▶ _Task directions_:
Filter the entries below, keeping only lines with the word "source".

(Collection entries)
-=-=-=-=-
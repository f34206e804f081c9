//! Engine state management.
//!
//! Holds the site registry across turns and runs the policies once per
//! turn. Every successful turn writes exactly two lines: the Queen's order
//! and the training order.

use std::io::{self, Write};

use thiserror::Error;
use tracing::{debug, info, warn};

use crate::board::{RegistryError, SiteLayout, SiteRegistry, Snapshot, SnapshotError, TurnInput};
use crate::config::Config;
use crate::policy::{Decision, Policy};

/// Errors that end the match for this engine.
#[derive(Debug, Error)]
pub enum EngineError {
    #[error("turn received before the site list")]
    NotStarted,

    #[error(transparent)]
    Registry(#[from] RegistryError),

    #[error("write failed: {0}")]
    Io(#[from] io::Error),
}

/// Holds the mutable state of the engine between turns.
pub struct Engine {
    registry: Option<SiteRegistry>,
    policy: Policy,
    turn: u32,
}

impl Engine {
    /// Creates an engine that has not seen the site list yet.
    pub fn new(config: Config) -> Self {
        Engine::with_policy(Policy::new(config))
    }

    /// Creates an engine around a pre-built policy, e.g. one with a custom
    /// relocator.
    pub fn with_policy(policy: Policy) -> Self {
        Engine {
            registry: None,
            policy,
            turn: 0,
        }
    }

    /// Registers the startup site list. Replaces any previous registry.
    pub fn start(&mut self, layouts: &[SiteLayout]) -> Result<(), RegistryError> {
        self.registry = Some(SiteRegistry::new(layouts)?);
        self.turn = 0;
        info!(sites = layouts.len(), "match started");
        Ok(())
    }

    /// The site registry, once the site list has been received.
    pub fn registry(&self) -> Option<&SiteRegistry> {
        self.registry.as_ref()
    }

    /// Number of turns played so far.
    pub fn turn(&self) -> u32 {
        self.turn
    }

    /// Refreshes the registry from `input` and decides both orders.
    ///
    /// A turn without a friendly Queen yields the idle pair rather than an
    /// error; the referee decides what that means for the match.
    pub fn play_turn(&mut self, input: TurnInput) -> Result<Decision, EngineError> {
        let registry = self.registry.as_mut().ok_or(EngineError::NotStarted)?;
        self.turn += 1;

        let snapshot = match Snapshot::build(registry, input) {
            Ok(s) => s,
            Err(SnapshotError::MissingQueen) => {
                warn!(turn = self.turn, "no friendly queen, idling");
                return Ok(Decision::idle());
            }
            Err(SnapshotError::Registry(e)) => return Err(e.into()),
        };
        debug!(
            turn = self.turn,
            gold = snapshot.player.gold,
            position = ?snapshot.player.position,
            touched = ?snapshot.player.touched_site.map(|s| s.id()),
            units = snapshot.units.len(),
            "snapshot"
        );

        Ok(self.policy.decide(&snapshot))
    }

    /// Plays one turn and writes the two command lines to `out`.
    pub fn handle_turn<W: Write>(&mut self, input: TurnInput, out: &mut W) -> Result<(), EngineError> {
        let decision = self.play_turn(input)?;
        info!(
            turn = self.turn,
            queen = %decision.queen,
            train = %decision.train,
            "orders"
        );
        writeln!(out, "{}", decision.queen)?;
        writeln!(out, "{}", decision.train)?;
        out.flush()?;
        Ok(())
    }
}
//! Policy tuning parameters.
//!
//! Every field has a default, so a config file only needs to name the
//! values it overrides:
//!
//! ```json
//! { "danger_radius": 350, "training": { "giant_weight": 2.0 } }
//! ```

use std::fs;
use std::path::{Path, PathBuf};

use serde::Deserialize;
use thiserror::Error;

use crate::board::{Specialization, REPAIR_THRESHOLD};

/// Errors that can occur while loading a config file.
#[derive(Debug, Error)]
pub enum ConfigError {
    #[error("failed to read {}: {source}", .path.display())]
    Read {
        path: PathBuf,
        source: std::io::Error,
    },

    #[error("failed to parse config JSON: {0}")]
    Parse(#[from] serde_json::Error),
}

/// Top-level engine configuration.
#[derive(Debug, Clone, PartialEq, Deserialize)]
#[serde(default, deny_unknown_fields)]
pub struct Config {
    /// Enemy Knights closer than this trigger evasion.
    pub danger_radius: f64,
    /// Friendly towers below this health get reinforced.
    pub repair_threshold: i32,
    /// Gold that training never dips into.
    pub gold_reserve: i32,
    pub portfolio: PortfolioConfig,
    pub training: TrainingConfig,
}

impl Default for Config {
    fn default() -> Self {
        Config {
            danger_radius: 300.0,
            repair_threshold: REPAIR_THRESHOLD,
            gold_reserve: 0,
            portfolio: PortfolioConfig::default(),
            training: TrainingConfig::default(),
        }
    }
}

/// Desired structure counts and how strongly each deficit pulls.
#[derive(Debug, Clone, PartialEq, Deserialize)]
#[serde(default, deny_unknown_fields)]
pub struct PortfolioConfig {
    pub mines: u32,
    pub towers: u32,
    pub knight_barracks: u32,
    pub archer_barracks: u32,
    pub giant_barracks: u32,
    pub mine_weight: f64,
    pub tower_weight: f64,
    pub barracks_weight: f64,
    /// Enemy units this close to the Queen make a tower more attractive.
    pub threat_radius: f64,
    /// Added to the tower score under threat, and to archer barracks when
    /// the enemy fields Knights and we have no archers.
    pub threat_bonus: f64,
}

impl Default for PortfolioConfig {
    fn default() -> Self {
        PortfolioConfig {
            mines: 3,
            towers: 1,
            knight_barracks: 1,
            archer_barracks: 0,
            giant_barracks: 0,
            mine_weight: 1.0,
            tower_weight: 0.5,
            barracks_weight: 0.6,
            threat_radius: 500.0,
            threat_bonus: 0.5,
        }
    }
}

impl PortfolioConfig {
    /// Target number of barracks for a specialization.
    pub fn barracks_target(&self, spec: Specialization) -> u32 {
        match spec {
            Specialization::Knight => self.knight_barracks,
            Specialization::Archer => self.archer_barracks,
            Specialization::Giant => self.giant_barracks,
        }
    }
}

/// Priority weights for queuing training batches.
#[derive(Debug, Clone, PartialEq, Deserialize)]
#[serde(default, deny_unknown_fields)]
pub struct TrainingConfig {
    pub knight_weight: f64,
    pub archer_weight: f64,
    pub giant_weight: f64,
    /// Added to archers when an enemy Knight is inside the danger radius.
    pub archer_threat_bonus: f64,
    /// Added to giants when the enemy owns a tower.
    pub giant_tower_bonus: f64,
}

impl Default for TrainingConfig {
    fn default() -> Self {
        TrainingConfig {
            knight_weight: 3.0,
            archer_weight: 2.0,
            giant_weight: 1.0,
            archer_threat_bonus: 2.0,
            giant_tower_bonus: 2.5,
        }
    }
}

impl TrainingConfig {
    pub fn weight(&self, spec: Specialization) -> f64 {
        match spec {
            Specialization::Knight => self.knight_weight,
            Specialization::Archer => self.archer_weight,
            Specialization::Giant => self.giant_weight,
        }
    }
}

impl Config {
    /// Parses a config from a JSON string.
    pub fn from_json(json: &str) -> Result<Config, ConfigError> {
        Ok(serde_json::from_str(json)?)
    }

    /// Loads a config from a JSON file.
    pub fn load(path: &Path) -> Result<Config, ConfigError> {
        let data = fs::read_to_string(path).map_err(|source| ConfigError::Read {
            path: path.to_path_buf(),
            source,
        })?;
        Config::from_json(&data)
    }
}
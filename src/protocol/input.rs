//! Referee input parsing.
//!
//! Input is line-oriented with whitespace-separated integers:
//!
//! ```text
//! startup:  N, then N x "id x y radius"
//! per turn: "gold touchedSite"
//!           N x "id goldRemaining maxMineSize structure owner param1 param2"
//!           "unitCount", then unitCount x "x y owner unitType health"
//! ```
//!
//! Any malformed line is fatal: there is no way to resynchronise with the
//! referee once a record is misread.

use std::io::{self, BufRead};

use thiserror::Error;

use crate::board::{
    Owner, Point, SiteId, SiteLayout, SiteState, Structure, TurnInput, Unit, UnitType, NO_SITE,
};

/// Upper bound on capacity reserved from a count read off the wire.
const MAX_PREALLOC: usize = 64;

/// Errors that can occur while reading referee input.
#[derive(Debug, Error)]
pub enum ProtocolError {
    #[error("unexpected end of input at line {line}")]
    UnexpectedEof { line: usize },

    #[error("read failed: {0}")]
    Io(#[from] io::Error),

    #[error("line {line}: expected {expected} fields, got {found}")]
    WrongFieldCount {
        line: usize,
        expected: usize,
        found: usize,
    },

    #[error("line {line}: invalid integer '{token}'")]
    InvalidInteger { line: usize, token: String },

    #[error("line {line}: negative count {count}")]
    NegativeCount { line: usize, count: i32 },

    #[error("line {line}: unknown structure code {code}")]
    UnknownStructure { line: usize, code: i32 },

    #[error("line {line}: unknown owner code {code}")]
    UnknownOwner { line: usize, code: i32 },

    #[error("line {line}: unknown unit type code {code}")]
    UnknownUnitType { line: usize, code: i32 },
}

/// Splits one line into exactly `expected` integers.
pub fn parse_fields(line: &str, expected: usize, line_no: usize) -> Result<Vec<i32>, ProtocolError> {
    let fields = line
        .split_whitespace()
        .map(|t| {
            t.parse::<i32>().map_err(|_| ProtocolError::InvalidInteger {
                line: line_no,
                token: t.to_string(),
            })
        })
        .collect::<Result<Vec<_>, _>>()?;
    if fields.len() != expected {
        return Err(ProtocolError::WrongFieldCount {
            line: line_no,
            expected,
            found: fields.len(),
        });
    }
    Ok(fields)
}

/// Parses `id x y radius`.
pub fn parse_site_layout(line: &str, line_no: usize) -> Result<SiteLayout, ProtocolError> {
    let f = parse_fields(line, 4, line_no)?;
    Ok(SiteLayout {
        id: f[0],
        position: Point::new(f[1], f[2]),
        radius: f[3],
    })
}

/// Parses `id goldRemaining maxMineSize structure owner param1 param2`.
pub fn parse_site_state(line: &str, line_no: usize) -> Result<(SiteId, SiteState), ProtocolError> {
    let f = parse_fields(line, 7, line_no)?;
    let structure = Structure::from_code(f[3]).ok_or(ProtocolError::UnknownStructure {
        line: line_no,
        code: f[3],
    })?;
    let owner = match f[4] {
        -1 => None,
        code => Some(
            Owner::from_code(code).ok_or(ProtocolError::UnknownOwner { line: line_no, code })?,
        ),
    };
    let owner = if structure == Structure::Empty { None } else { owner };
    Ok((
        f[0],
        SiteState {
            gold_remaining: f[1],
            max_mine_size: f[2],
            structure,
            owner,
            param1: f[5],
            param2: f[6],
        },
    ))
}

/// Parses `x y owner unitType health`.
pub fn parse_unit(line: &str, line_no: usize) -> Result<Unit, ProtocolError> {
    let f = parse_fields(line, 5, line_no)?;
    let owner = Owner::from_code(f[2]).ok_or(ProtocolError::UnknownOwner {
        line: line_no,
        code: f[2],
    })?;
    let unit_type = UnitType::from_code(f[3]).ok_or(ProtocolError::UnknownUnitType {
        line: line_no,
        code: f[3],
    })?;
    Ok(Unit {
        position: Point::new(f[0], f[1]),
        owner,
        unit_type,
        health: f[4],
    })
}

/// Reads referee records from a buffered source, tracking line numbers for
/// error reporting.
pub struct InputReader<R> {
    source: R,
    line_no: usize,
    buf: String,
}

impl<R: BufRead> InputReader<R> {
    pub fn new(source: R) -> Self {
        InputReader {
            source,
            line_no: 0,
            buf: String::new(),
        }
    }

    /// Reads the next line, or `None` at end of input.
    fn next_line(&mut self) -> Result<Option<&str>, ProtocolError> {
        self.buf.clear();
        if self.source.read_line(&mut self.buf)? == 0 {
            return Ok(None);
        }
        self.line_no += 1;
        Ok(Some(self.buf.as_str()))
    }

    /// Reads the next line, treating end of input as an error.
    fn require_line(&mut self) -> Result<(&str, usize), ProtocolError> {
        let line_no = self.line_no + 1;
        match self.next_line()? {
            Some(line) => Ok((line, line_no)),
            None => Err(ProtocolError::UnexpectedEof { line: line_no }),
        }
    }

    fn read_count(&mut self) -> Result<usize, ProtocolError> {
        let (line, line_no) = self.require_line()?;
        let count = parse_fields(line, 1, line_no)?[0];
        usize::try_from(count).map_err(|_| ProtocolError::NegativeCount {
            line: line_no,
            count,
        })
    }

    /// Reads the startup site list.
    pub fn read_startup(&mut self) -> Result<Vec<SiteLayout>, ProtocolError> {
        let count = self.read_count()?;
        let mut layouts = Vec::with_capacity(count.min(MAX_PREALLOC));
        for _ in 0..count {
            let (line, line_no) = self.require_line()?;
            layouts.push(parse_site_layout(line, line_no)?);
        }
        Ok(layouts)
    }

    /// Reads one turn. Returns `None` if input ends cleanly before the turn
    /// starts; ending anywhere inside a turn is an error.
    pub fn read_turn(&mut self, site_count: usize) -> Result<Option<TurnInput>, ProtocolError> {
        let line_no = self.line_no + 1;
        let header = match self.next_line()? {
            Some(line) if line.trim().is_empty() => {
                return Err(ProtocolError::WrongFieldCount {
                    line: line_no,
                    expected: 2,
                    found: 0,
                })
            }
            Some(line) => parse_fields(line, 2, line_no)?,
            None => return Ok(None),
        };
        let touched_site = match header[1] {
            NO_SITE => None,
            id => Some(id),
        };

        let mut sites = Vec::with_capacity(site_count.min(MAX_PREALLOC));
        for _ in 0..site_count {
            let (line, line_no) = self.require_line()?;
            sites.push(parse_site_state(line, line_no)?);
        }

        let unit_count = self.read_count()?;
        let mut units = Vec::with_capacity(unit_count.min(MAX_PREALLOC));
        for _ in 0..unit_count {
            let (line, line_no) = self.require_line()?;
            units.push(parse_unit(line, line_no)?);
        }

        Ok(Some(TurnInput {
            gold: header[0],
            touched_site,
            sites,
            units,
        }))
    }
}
-=-=-=-=-
▶ _Solution_:
    #[error("failed to read {}: {source}", .path.display())]
        source: std::io::Error,
        let data = fs::read_to_string(path).map_err(|source| ConfigError::Read {
            source,
/// Reads referee records from a buffered source, tracking line numbers for
    source: R,
    pub fn new(source: R) -> Self {
            source,
        if self.source.read_line(&mut self.buf)? == 0 {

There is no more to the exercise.